I went to a small, local car audio shop earlier today without much knowledge of XM equipment. The salesman said that the tuner (I think he said the tuner) that is adaptable with Alpine decks stopped being produced a few months ago and that I'd able to get it off eBay only. *BUT* he then said that he had a used tuner from his own car that he was looking to get rid of because he changed his stereo 4 weeks ago. He said he would cut me a deal, which included the equipment, antenna, and installation all for $110. He showed me the tuner and it seemed to be in good condition, and he assured me that it works just fine. The tuner was gray and much larger than the XM tuners I'd seen on the XM website earlier, which were black. Being unfamiliar with the equipment and afraid that I was being ripped off, I told the guy to hold onto the tuner and that I would come back tomorrow afternoon to have it installed.
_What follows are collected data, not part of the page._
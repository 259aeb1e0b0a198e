//! Open-time configuration
//!
//! ```toml
//! verify_page_bounds = true
//! max_chunk_size = 65536
//! ```

use crate::array::MAX_CHUNK_SIZE;
use crate::error::Result;
use serde::{Deserialize, Serialize};
use std::path::Path;

/// Smallest accepted chunk cap: one u64
const MIN_CHUNK_SIZE: usize = 8;

#[derive(Debug, Clone, PartialEq, Eq, Serialize, Deserialize)]
#[serde(default)]
pub struct DirectoryOptions {
    /// Reject page numbers that point past the end of the source
    pub verify_page_bounds: bool,

    /// Largest single read issued while loading directory tables
    pub max_chunk_size: usize,
}

impl DirectoryOptions {
    pub fn new() -> Self {
        DirectoryOptions {
            verify_page_bounds: true,
            max_chunk_size: MAX_CHUNK_SIZE,
        }
    }

    /// Parse options from TOML; missing keys keep their defaults
    pub fn from_toml_str(text: &str) -> Result<Self> {
        let options: DirectoryOptions = toml::from_str(text)?;
        Ok(options.normalized())
    }

    pub fn from_toml_file<P: AsRef<Path>>(path: P) -> Result<Self> {
        let text = std::fs::read_to_string(path)?;
        Self::from_toml_str(&text)
    }

    /// Chunk cap actually used by the loader
    pub fn chunk_size(&self) -> usize {
        self.max_chunk_size.max(MIN_CHUNK_SIZE)
    }

    fn normalized(mut self) -> Self {
        self.max_chunk_size = self.chunk_size();
        self
    }
}

impl Default for DirectoryOptions {
    fn default() -> Self {
        Self::new()
    }
}
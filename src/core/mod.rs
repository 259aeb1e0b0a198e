//! MSF Container Core
//!
//! Decoding of the Multi-Stream File container used by Program Database
//! files. An MSF file is a small paged filesystem: fixed-size pages, a header
//! on page 0, and a directory describing which pages make up each stream.
//!
//! - [`error`] - Error types for container decoding
//! - [`header`] - Superblock layout and validation
//! - [`source`] - The [`source::ByteSource`] abstraction and in-memory sources
//! - [`io`] - Memory-mapped file source
//! - [`array`] - Chunked little-endian array loading
//! - [`stream`] - Logical streams over scattered pages
//! - [`directory`] - Directory bootstrap and stream table
//! - [`options`] - Open-time configuration
//! - [`dostime`] - DOS timestamps for archive listings

pub mod array;
pub mod directory;
pub mod dostime;
pub mod error;
pub mod header;
pub mod io;
pub mod options;
pub mod source;
pub mod stream;

pub use directory::MsfDirectory;
pub use error::{MsfError, Result};
pub use options::DirectoryOptions;
pub use source::ByteSource;
pub use stream::PagedStream;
I went to Circuit City directly after and the salesman there said the same thing about the Alpine equipment no longer in production, and that the $110 deal was a very good deal indeed.

Here is the XMDirect equipment I need according to the XM website: http://www.xmradio.com/xm_direct/aftermarket.jsp
The tuner box there looks nothing like the tuner box the guy showed me earlier. And what's this about the equipment not being adaptable with Alpine decks? It says right there that the XMDALP100 digital adapter works with my deck.

I'm confused. Exactly what equipment do I need to have XM in my car? Am I getting ripped off? Can someone PLEASE point me in the right direction here? Any help is much appreciated.


----------



## Kevin (Mar 27, 2002)

Found some better pics for you guys.

Terk XM Direct XMDALP100 Alpine Adapter Kit

XM Direct XMD1000 Universal XM Satellite Radio Tuner

Are these 2 products what I need?


----------



## Kevin (Mar 27, 2002)

Well I did some research and decided to go along with the deal. It was installed and activated yesterday and everything seems to be in good order. I found out that the Alpine TUA-T020XM tuner that they installed used to go for $299.99 retail when it was still in production...so I'd say I got a damn good deal.

My first impression of XM was that the sound quality is a bit disappointing. I was expecting "high quality" sound, as advertised, but the treble seems to be muffled, even with the treble maxed out on my Alpine deck. The sound quality simply does not compare to when I pop in an MP3 CD into the same deck. Hopefully the music selection makes up for the sound quality.


----------



## Steve Mehs (Mar 21, 2002)

Hey Kevin, I was wondering where you’ve been. 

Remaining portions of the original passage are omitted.